[WHAT IS NEEDED]
Beginning with the line that includes "assert_eq!(report.summary.complete_count, 2);" and ending with the last line of the listing below, write out each line exactly, with no other output.

BEGIN

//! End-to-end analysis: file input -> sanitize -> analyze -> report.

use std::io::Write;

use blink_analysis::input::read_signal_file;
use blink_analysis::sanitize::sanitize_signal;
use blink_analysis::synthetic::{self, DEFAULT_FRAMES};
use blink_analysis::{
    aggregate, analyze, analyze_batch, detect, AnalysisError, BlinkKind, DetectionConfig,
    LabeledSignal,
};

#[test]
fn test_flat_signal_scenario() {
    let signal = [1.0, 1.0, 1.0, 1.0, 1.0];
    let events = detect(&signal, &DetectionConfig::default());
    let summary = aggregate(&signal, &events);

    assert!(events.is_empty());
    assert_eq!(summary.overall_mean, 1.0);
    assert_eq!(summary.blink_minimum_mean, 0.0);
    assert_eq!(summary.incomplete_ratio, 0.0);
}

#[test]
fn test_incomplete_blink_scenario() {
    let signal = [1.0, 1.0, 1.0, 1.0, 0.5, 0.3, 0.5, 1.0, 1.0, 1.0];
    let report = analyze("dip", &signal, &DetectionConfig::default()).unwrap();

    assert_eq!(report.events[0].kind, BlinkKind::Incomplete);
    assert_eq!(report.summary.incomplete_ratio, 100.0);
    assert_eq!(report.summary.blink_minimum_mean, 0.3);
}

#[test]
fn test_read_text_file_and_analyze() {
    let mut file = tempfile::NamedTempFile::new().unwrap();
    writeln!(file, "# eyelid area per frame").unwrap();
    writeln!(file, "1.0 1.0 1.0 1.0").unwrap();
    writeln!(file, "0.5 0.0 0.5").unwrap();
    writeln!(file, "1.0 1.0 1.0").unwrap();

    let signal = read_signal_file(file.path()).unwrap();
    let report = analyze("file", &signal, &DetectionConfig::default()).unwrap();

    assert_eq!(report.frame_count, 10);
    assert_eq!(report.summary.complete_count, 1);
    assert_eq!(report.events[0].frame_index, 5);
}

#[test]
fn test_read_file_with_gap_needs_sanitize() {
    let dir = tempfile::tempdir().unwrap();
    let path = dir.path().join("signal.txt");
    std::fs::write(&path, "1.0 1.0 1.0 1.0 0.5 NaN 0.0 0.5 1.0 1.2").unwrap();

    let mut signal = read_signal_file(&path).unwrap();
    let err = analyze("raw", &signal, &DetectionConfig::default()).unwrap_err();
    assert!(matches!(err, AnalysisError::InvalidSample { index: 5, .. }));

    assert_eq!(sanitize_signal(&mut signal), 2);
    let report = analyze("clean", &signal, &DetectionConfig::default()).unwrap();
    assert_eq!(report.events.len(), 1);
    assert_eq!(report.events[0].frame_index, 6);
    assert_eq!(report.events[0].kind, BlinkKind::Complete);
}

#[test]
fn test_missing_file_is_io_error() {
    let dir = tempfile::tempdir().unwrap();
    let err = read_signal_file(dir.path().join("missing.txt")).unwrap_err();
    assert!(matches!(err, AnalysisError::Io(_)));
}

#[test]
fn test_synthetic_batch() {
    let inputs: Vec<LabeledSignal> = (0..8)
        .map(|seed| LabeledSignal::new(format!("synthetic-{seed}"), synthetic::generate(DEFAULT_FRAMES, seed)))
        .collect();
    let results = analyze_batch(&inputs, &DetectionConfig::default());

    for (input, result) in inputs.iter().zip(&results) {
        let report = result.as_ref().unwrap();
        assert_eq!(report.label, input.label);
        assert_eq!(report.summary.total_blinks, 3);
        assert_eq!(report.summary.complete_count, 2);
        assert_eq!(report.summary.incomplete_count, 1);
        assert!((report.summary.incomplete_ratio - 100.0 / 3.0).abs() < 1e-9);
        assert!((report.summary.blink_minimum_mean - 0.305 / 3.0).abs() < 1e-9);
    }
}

END

[RESPONSE AREA]
        assert_eq!(report.summary.complete_count, 2);
        assert_eq!(report.summary.incomplete_count, 1);
        assert!((report.summary.incomplete_ratio - 100.0 / 3.0).abs() < 1e-9);
        assert!((report.summary.blink_minimum_mean - 0.305 / 3.0).abs() < 1e-9);
    }
}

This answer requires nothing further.